### Work item
Please retype the records below exactly, from the first line down to and including the line with "#[arg(short = 'r', long, default_value".
____
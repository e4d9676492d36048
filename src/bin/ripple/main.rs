//! ripple - play or bounce the demo progression
//!
//! Run with: cargo run -- play
//!       or: cargo run -- bounce out.wav

mod app;
mod bounce;
mod demo;

use std::path::{Path, PathBuf};

use clap::{Parser, Subcommand};
use color_eyre::eyre::{Result, WrapErr};
use ripple_dsp::{
    engine::{MAX_TEMPO, MIN_TEMPO},
    gate::GateSettings,
    sequencing::DEFAULT_BPM,
    theory::{DominantRule, HarmonyMode},
    EngineConfig,
};
use tracing_subscriber::EnvFilter;

use demo::Demo;

#[derive(Parser)]
#[command(name = "ripple")]
#[command(about = "Tempo-gated just-intonation chords", long_about = None)]
struct Cli {
    /// Engine config (TOML); flags below override it
    #[arg(short, long, global = true)]
    config: Option<PathBuf>,

    /// Tempo in BPM
    #[arg(short, long, global = true)]
    tempo: Option<f64>,

    /// Gate depth, 0-100
    #[arg(short, long, global = true)]
    gate: Option<f32>,

    /// Gate note values, comma separated (e.g. 8,8,4T)
    #[arg(short, long, global = true, value_delimiter = ',')]
    sequence: Option<Vec<String>>,

    /// Reshuffle the gate sequence every cycle
    #[arg(long, global = true)]
    random: bool,

    /// Double chords with a sub bass
    #[arg(long, global = true)]
    bass: bool,

    /// diatonic, jazz7, jazz79 or jazz13
    #[arg(long, global = true, value_parser = parse_harmony)]
    harmony: Option<HarmonyMode>,

    /// Use the harmonic-function table for sevenths instead of fixed Sol positions
    #[arg(long, global = true)]
    functional: bool,

    /// Seed for the gate shuffle
    #[arg(long, global = true)]
    seed: Option<u64>,

    #[command(subcommand)]
    command: Commands,
}

#[derive(Subcommand)]
enum Commands {
    /// Play the demo on the default output device
    Play {
        /// Bars of the progression to play
        #[arg(short, long, default_value = "8")]
        bars: u32,
    },
    /// Render the demo to a WAV file
    Bounce {
        /// Output WAV file path
        output: PathBuf,

        /// Bars of the progression to render
        #[arg(short, long, default_value = "8")]
        bars: u32,

        /// Sample rate in Hz
        #[arg(short = 'r', long, default_value = "48000")]
        sample_rate: u32,

        /// Block size for processing
        #[arg(long, default_value = "512")]
        block_size: usize,
    },
}

fn parse_harmony(name: &str) -> Result<HarmonyMode, String> {
    match name.to_ascii_lowercase().as_str() {
        "diatonic" => Ok(HarmonyMode::Diatonic),
        "jazz7" => Ok(HarmonyMode::Jazz7),
        "jazz79" => Ok(HarmonyMode::Jazz79),
        "jazz13" => Ok(HarmonyMode::Jazz13),
        other => Err(format!("unknown harmony mode '{other}'")),
    }
}

fn load_config(path: Option<&Path>) -> Result<EngineConfig> {
    let Some(path) = path else {
        return Ok(EngineConfig::default());
    };
    let text = std::fs::read_to_string(path).wrap_err_with(|| format!("failed to read {}", path.display()))?;
    toml::from_str(&text).wrap_err_with(|| format!("invalid config {}", path.display()))
}

impl Cli {
    fn apply(&self, mut config: EngineConfig) -> EngineConfig {
        if let Some(tempo) = self.tempo {
            config.tempo = Some(tempo);
        }
        if self.gate.is_some() || self.sequence.is_some() || self.random {
            let current = config.gate.clone();
            config.gate = GateSettings {
                amount_percent: self.gate.unwrap_or(current.amount_percent),
                sequence: self.sequence.clone().unwrap_or(current.sequence),
                random: self.random || current.random,
            };
        }
        if self.bass {
            config.voices.bass_doubling = true;
        }
        if let Some(mode) = self.harmony {
            config.harmony = mode;
        }
        if self.functional {
            config.dominant_rule = DominantRule::Functional;
        }
        if let Some(seed) = self.seed {
            config.seed = Some(seed);
        }
        config
    }
}

fn main() -> Result<()> {
    color_eyre::install()?;
    tracing_subscriber::fmt()
        .with_env_filter(EnvFilter::try_from_default_env().unwrap_or_else(|_| EnvFilter::new("info")))
        .init();

    let cli = Cli::parse();
    let config = cli.apply(load_config(cli.config.as_deref())?);
    let bpm = config.tempo.unwrap_or(DEFAULT_BPM).clamp(MIN_TEMPO, MAX_TEMPO);

    match cli.command {
        Commands::Play { bars } => app::play(config, Demo::progression(bars, bpm)),
        Commands::Bounce {
            output,
            bars,
            sample_rate,
            block_size,
        } => {
            let config = config.sample_rate(sample_rate as f32);
            let mut demo = Demo::progression(bars, bpm);
            bounce::bounce(config, &mut demo, &output, block_size)
        }
    }
}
____
### Exercise result
repository e4d9676492d36048
filename src/bin/ripple/main.rs
//! ripple - play or bounce the demo progression
//!
//! Run with: cargo run -- play
//!       or: cargo run -- bounce out.wav

mod app;
mod bounce;
mod demo;

use std::path::{Path, PathBuf};

use clap::{Parser, Subcommand};
use color_eyre::eyre::{Result, WrapErr};
use ripple_dsp::{
    engine::{MAX_TEMPO, MIN_TEMPO},
    gate::GateSettings,
    sequencing::DEFAULT_BPM,
    theory::{DominantRule, HarmonyMode},
    EngineConfig,
};
use tracing_subscriber::EnvFilter;

use demo::Demo;

#[derive(Parser)]
#[command(name = "ripple")]
#[command(about = "Tempo-gated just-intonation chords", long_about = None)]
struct Cli {
    /// Engine config (TOML); flags below override it
    #[arg(short, long, global = true)]
    config: Option<PathBuf>,

    /// Tempo in BPM
    #[arg(short, long, global = true)]
    tempo: Option<f64>,

    /// Gate depth, 0-100
    #[arg(short, long, global = true)]
    gate: Option<f32>,

    /// Gate note values, comma separated (e.g. 8,8,4T)
    #[arg(short, long, global = true, value_delimiter = ',')]
    sequence: Option<Vec<String>>,

    /// Reshuffle the gate sequence every cycle
    #[arg(long, global = true)]
    random: bool,

    /// Double chords with a sub bass
    #[arg(long, global = true)]
    bass: bool,

    /// diatonic, jazz7, jazz79 or jazz13
    #[arg(long, global = true, value_parser = parse_harmony)]
    harmony: Option<HarmonyMode>,

    /// Use the harmonic-function table for sevenths instead of fixed Sol positions
    #[arg(long, global = true)]
    functional: bool,

    /// Seed for the gate shuffle
    #[arg(long, global = true)]
    seed: Option<u64>,

    #[command(subcommand)]
    command: Commands,
}

#[derive(Subcommand)]
enum Commands {
    /// Play the demo on the default output device
    Play {
        /// Bars of the progression to play
        #[arg(short, long, default_value = "8")]
        bars: u32,
    },
    /// Render the demo to a WAV file
    Bounce {
        /// Output WAV file path
        output: PathBuf,

        /// Bars of the progression to render
        #[arg(short, long, default_value = "8")]
        bars: u32,

        /// Sample rate in Hz
        #[arg(short = 'r', long, default_value = "48000")]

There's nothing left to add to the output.